For the states, the federal government lists no pre-set funding cap. Any individual can qualify for Medicaid, if their income is low enough in a certain year. No matter how much Medicaid money a state spends, the federal government will match a certain percentage, varying by the state — from a low of 50.0% in 13 states to a high of 77.7% in Mississippi.
In the territories, though, federal Medicaid funding is capped and annually adjusted for inflation, no matter how much Medicaid need a territory actually has. That funding level is not enough to cover the territories’ Medicaid expenses.
While the territories are also eligible for more federal Medicaid dollars through other sources, primarily the Affordable Care Act (Obamacare), it doesn’t change the fact that the Medicaid funding cap only exists for U.S. territories and not states.
With the territories’ combined population more than 3 million, this gap has been little-noticed in the mainland U.S. But a combination of the covid-19 pandemic and plunging American incomes means the Medicaid rolls are likely about to swell.
What the bill does
The Insular Area Medicaid Parity Act would remove the Medicaid funding caps for the five U.S. territories: Puerto Rico, Guam, Northern Mariana Islands, Virgin Islands, and American Samoa.
It was introduced in the House on April 14 as bill number H.R. 6495, by Rep. Gregorio Sablan (D-MP0), who represents the U.S. territory Northern Mariana Islands in a limited-voting capacity.
What supporters say
Supporters argue the bill creates a parity that could save lives, and is just a matter of basic fairness under any circumstances but particularly given the current covid-19 situation.
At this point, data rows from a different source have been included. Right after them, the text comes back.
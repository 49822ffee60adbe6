//! Final `grpc-status` detection for layers that sit outside tonic's routes.
//!
//! A gRPC response carries its status in one of two places:
//!
//! - the response headers, for trailers-only responses (errors raised before
//!   any message was sent, unknown services)
//! - the trailers frame at the end of the body
//!
//! [`watch_status`] checks the headers and otherwise wraps the body in a
//! [`StatusBody`] that reports the status once the trailers arrive. A body
//! that ends without trailers reports `Ok`; one dropped before the end
//! reports `Cancelled`.

use std::pin::Pin;
use std::task::{Context, Poll, ready};

use axum::http::{HeaderMap, Response};
use http_body::{Body, Frame, SizeHint};
use pin_project_lite::pin_project;
use tonic::Code;

type Callback = Box<dyn FnOnce(Code) + Send + 'static>;

/// Runs a callback exactly once with the final status code.
///
/// Dropping an unfired hook fires it with [`Code::Cancelled`].
pub(crate) struct StatusHook(Option<Callback>);

impl StatusHook {
    pub(crate) fn new(on_status: impl FnOnce(Code) + Send + 'static) -> Self {
        Self(Some(Box::new(on_status)))
    }

    /// A hook with nothing to report to.
    pub(crate) fn none() -> Self {
        Self(None)
    }

    pub(crate) fn fire(&mut self, code: Code) {
        if let Some(on_status) = self.0.take() {
            on_status(code);
        }
    }
}

impl Drop for StatusHook {
    fn drop(&mut self) {
        self.fire(Code::Cancelled);
    }
}

/// The `grpc-status` carried by a header map, if any.
pub(crate) fn code_from_headers(headers: &HeaderMap) -> Option<Code> {
    tonic::Status::from_header_map(headers).map(|status| status.code())
}

/// Fire `hook` now for trailers-only responses, otherwise when the body ends.
pub(crate) fn watch_status<B>(response: Response<B>, mut hook: StatusHook) -> Response<StatusBody<B>> {
    if let Some(code) = code_from_headers(response.headers()) {
        hook.fire(code);
    }
    response.map(|inner| StatusBody { inner, hook })
}

pin_project! {
    /// Response body that reports the call's final status to a [`StatusHook`].
    pub struct StatusBody<B> {
        #[pin]
        inner: B,
        hook: StatusHook,
    }
}

impl<B> StatusBody<B> {
    /// Wrap `inner` without reporting anything.
    pub(crate) fn passthrough(inner: B) -> Self {
        Self {
            inner,
            hook: StatusHook::none(),
        }
    }
}

impl<B: Body> Body for StatusBody<B> {
    type Data = B::Data;
    type Error = B::Error;

    fn poll_frame(
        self: Pin<&mut Self>,
        cx: &mut Context<'_>,
    ) -> Poll<Option<Result<Frame<Self::Data>, Self::Error>>> {
        let this = self.project();
        let polled = ready!(this.inner.poll_frame(cx));

        match &polled {
            Some(Ok(frame)) => {
                if let Some(trailers) = frame.trailers_ref() {
                    this.hook
                        .fire(code_from_headers(trailers).unwrap_or(Code::Unknown));
                }
            }
            Some(Err(_)) => this.hook.fire(Code::Unknown),
            None => this.hook.fire(Code::Ok),
        }

        Poll::Ready(polled)
    }

    fn is_end_stream(&self) -> bool {
        self.inner.is_end_stream()
    }

    fn size_hint(&self) -> SizeHint {
        self.inner.size_hint()
    }
}

/// Test body yielding data frames then optional trailers.
#[cfg(test)]
pub(crate) mod testing {
    use std::collections::VecDeque;
    use std::convert::Infallible;

    use axum::body::Bytes;

    use super::*;

    pub(crate) struct FramesBody(VecDeque<Frame<Bytes>>);

    impl FramesBody {
        pub(crate) fn new(data: &'static str, trailers: Option<HeaderMap>) -> Self {
            let mut frames = VecDeque::from([Frame::data(Bytes::from_static(data.as_bytes()))]);
            if let Some(trailers) = trailers {
                frames.push_back(Frame::trailers(trailers));
            }
            Self(frames)
        }
    }

    impl Body for FramesBody {
        type Data = Bytes;
        type Error = Infallible;

        fn poll_frame(
            mut self: Pin<&mut Self>,
            _cx: &mut Context<'_>,
        ) -> Poll<Option<Result<Frame<Self::Data>, Self::Error>>> {
            Poll::Ready(self.0.pop_front().map(Ok))
        }
    }

    pub(crate) fn grpc_status(code: Code) -> HeaderMap {
        let mut headers = HeaderMap::new();
        headers.insert("grpc-status", i32::from(code).into());
        headers
    }
}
“The coronavirus pandemic is exposing the gaps in our national healthcare system like never before,” Rep. Sablan said in a press release. “One of those gaps is that our national Medicaid program does not reach all Americans with full coverage.”
“No matter how many fall ill, no matter how costly or prolonged their treatment, that cap will always limit care in the territories,” Rep. Sablan continued. “Now, as never before, we have to understand that, while some areas of our nation are ill, no area of our nation can be well.”
GovTrack Insider was unable to locate any explicit statements of opposition, but many Republicans oppose increased Medicaid funding at any level, whether a state or a territory. President Trump’s proposed 2020 budget would cut about $1 trillion from Medicaid and the Affordable Care Act over the next decade.
Odds of passage
The bill has attracted 15 bipartisan cosponsors: 14 Democrats and one Republican, Rep. Aumua Amata of American Samoa. The bill has not attracted any Republican cosponsors from the U.S. mainland.
It awaits a potential vote in the House Energy and Commerce Committee. While the relatively partisan cosponsorship implies low odds of passage in the Republican-controlled chamber, you never know. A March law, the Families First Coronavirus Response Act, contained a provision raising the federal percentage for funding Medicaid in every state… and every territory.